EAC vice chair Connie Lezenby then presented a topic the EAC has discussed for roughly three years: a clean energy resolution calling on the town to seek its own power from only green sources.
“This is really important, for maybe 100 reasons. Especially that hopefully, it will save money for the borough, and for the borough’s businesses and residents, and also create a clean environment,” Lezenby said.
Working with staff and council members, the EAC’s members developed a resolution summarized by high school junior and EnAct member Joni Marie Stuchko.
“The primary objectives are: the municipal buildings transition to 100 percent clean, renewable energy for heating, cooling and lighting by 2035. As municipal vehicles are replaced, priority will be given to transitioning to 100 percent renewable energy sources by 2035. Create a plan for borough commercial and residential building owners to begin a transition for their buildings and transportation to 100 percent clean, renewable energy, and to use energy-reducing improvements in construction and renovations,” she said.
And one more goal for the town-run electric utility: “Lansdale Electric company to provide 100 percent clean, renewable energy via local renewable sources, and purchasing electricity created by renewable sources, by 2050,” Stuchko said.
A plan developed in 2021 by outside consultant Blue Sky Power spells out tactics and projects the town could take toward adding more renewables, increasing power reliability and lowering costs, Stuchko added, and the EAC could work with the council and the electric committee to update that plan and set clear goals.
“The goals are ambitious, because the need is great to reduce air pollution, reduce record high temperatures that threaten our areas with drought and fire, reduce the cost of energy, reduce the number and intensity of storms which threaten floods, and to create healthy, thriving communities,” she said.
The town currently generates nearly 50 percent of the electricity needed to power municipal buildings, via the solar arrays atop borough hall and at the electric complex on Ninth Street, EAC members told the council.
If and when Lansdale adopts the resolution, it would become the 45th community in southeast Pennsylvania to do so, and could work with other similar communities in grouping, like a proposed regional power consortium to combine their efforts.
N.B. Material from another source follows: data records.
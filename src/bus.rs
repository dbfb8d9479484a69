//! Two-wire bus transactions.
//!
//! The display driver speaks in terms of a minimal start/byte/stop primitive so
//! it runs over a bit-banged bus or a hardware controller alike.
//! [`HalTwoWire`] adapts any `embedded_hal` I2C implementation.

use embedded_hal::i2c::I2c;
use heapless::Vec;

use crate::frame::FRAME_LEN;

/// Start/byte/stop bus primitive.
pub trait TwoWire {
    /// Start a write transaction to the 7-bit `address`. `false` on NACK.
    fn begin(
        &mut self,
        address: u8,
    ) -> bool;

    /// Send one byte. `false` on NACK.
    fn write_byte(
        &mut self,
        byte: u8,
    ) -> bool;

    /// Issue stop. `false` if the bus reported a failure completing the
    /// transaction.
    fn end(&mut self) -> bool;
}

/// Why a transaction was abandoned.
#[derive(Clone, Copy, Debug, PartialEq, Eq)]
#[cfg_attr(target_arch = "arm", derive(defmt::Format))]
pub enum BusError {
    /// Nobody acknowledged the address.
    AddressNack,
    /// The byte at this index was not acknowledged.
    DataNack(usize),
    /// The transfer failed while completing.
    Transfer,
}

/// Send `bytes` to `address` as one transaction.
///
/// Any NACK aborts the rest of the transaction. Stop is always issued.
pub fn transmit(
    bus: &mut impl TwoWire,
    address: u8,
    bytes: &[u8],
) -> Result<(), BusError> {
    let sent = if bus.begin(address) {
        match bytes.iter().position(|&b| !bus.write_byte(b)) {
            Some(index) => Err(BusError::DataNack(index)),
            None => Ok(()),
        }
    } else {
        Err(BusError::AddressNack)
    };
    let completed = bus.end();
    sent?;
    if completed { Ok(()) } else { Err(BusError::Transfer) }
}

// =============================================================================
// embedded-hal adapter
// =============================================================================

/// Longest transaction the adapter buffers.
pub const MAX_TRANSACTION: usize = FRAME_LEN;

/// Buffers a transaction and hands it to an `embedded_hal` I2C bus on
/// [`TwoWire::end`].
///
/// A hardware controller reports address and data NACKs together at the end
/// of the write, so they surface as [`BusError::Transfer`]. A transaction
/// longer than [`MAX_TRANSACTION`] is refused byte-by-byte and never sent.
pub struct HalTwoWire<I> {
    i2c: I,
    address: Option<u8>,
    buffer: Vec<u8, MAX_TRANSACTION>,
}

impl<I: I2c> HalTwoWire<I> {
    pub const fn new(i2c: I) -> Self {
        Self {
            i2c,
            address: None,
            buffer: Vec::new(),
        }
    }

    /// Give back the underlying bus.
    pub fn release(self) -> I { self.i2c }
}

impl<I: I2c> TwoWire for HalTwoWire<I> {
    fn begin(
        &mut self,
        address: u8,
    ) -> bool {
        self.buffer.clear();
        self.address = Some(address);
        true
    }

    fn write_byte(
        &mut self,
        byte: u8,
    ) -> bool {
        if self.address.is_none() {
            return false;
        }
        if self.buffer.push(byte).is_err() {
            // too long to buffer; drop the whole transaction
            self.address = None;
            return false;
        }
        true
    }

    fn end(&mut self) -> bool {
        let Some(address) = self.address.take() else {
            return true;
        };
        match self.i2c.write(address, &self.buffer) {
            Ok(()) => true,
            Err(_error) => {
                #[cfg(target_arch = "arm")]
                defmt::debug!("i2c write to {=u8:#x} failed", address);
                false
            }
        }
    }
}

// =============================================================================
// Unit Tests
// =============================================================================

#[cfg(test)]
mod tests {
    use super::*;
    use embedded_hal::i2c::ErrorKind;
    use embedded_hal_mock::eh1::i2c::{Mock as I2cMock, Transaction as I2cTransaction};

    /// Records bus activity and NACKs on request.
    #[derive(Default)]
    struct Recorder {
        events: std::vec::Vec<Event>,
        nack_address: bool,
        nack_after: Option<usize>,
        written: usize,
    }

    #[derive(Debug, PartialEq, Eq)]
    enum Event {
        Begin(u8),
        Byte(u8),
        End,
    }

    impl TwoWire for Recorder {
        fn begin(
            &mut self,
            address: u8,
        ) -> bool {
            self.events.push(Event::Begin(address));
            !self.nack_address
        }

        fn write_byte(
            &mut self,
            byte: u8,
        ) -> bool {
            self.events.push(Event::Byte(byte));
            self.written += 1;
            self.nack_after.is_none_or(|limit| self.written <= limit)
        }

        fn end(&mut self) -> bool {
            self.events.push(Event::End);
            true
        }
    }

    #[test]
    fn test_transmit_sends_everything() {
        let mut bus = Recorder::default();
        assert_eq!(transmit(&mut bus, 0x70, &[1, 2]), Ok(()));
        assert_eq!(
            bus.events,
            [Event::Begin(0x70), Event::Byte(1), Event::Byte(2), Event::End]
        );
    }

    #[test]
    fn test_address_nack_skips_bytes_but_stops() {
        let mut bus = Recorder {
            nack_address: true,
            ..Default::default()
        };
        assert_eq!(transmit(&mut bus, 0x71, &[1, 2, 3]), Err(BusError::AddressNack));
        assert_eq!(bus.events, [Event::Begin(0x71), Event::End]);
    }

    #[test]
    fn test_data_nack_aborts_and_stops() {
        let mut bus = Recorder {
            nack_after: Some(1),
            ..Default::default()
        };
        assert_eq!(transmit(&mut bus, 0x70, &[1, 2, 3]), Err(BusError::DataNack(1)));
        assert_eq!(
            bus.events,
            [Event::Begin(0x70), Event::Byte(1), Event::Byte(2), Event::End]
        );
    }

    #[test]
    fn test_hal_adapter_writes_one_transaction() {
        let expectations = [
            I2cTransaction::write(0x70, vec![0x21]),
            I2cTransaction::write(0x71, vec![0, 1, 2, 3]),
        ];
        let mut bus = HalTwoWire::new(I2cMock::new(&expectations));
        assert_eq!(transmit(&mut bus, 0x70, &[0x21]), Ok(()));
        assert_eq!(transmit(&mut bus, 0x71, &[0, 1, 2, 3]), Ok(()));
        bus.release().done();
    }

    #[test]
    fn test_hal_adapter_reports_failed_write() {
        let expectations = [I2cTransaction::write(0x70, vec![0x81]).with_error(ErrorKind::Other)];
        let mut bus = HalTwoWire::new(I2cMock::new(&expectations));
        assert_eq!(transmit(&mut bus, 0x70, &[0x81]), Err(BusError::Transfer));
        bus.release().done();
    }

    #[test]
    fn test_hal_adapter_rejects_oversized_transaction() {
        let mut bus = HalTwoWire::new(I2cMock::new(&[]));
        let oversized = [0u8; MAX_TRANSACTION + 1];
        assert_eq!(
            transmit(&mut bus, 0x70, &oversized),
            Err(BusError::DataNack(MAX_TRANSACTION))
        );
        // nothing reaches the bus
        bus.release().done();
    }

    #[test]
    fn test_hal_adapter_end_without_begin() {
        let mut bus = HalTwoWire::new(I2cMock::new(&[]));
        assert!(!bus.write_byte(1));
        assert!(bus.end());
        bus.release().done();
    }
}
Councilman BJ Breish asked if any of the communities that have passed the renewable energy goals so far have met their goals by purchasing renewable energy credits from utility companies, and Lezenby said those aren’t the commission’s preferred approach.
“It would make more sense to use that additional revenue to invest in infrastructure. That would offset the costs,” Breish said, before asking that group to also consider long-term costs of any new green sources like solar panels: “If we’re going to invest in generating this renewable energy, we’re also going to take the savings, and set some aside, so we can keep it replaced if needed, or maintained.”
And Carroll, the electric committee chairman, added a request for the environmental group: “I like lofty goals. I think some of the goals are lofty, but I love the spirit of it. My only request is: don’t let the dialog stop here.”
“We’re always happy to have you in, and keep the dialog going, because it’s going to be 2035 before we know it. So let’s make sure we do the work along the way,” Carroll said.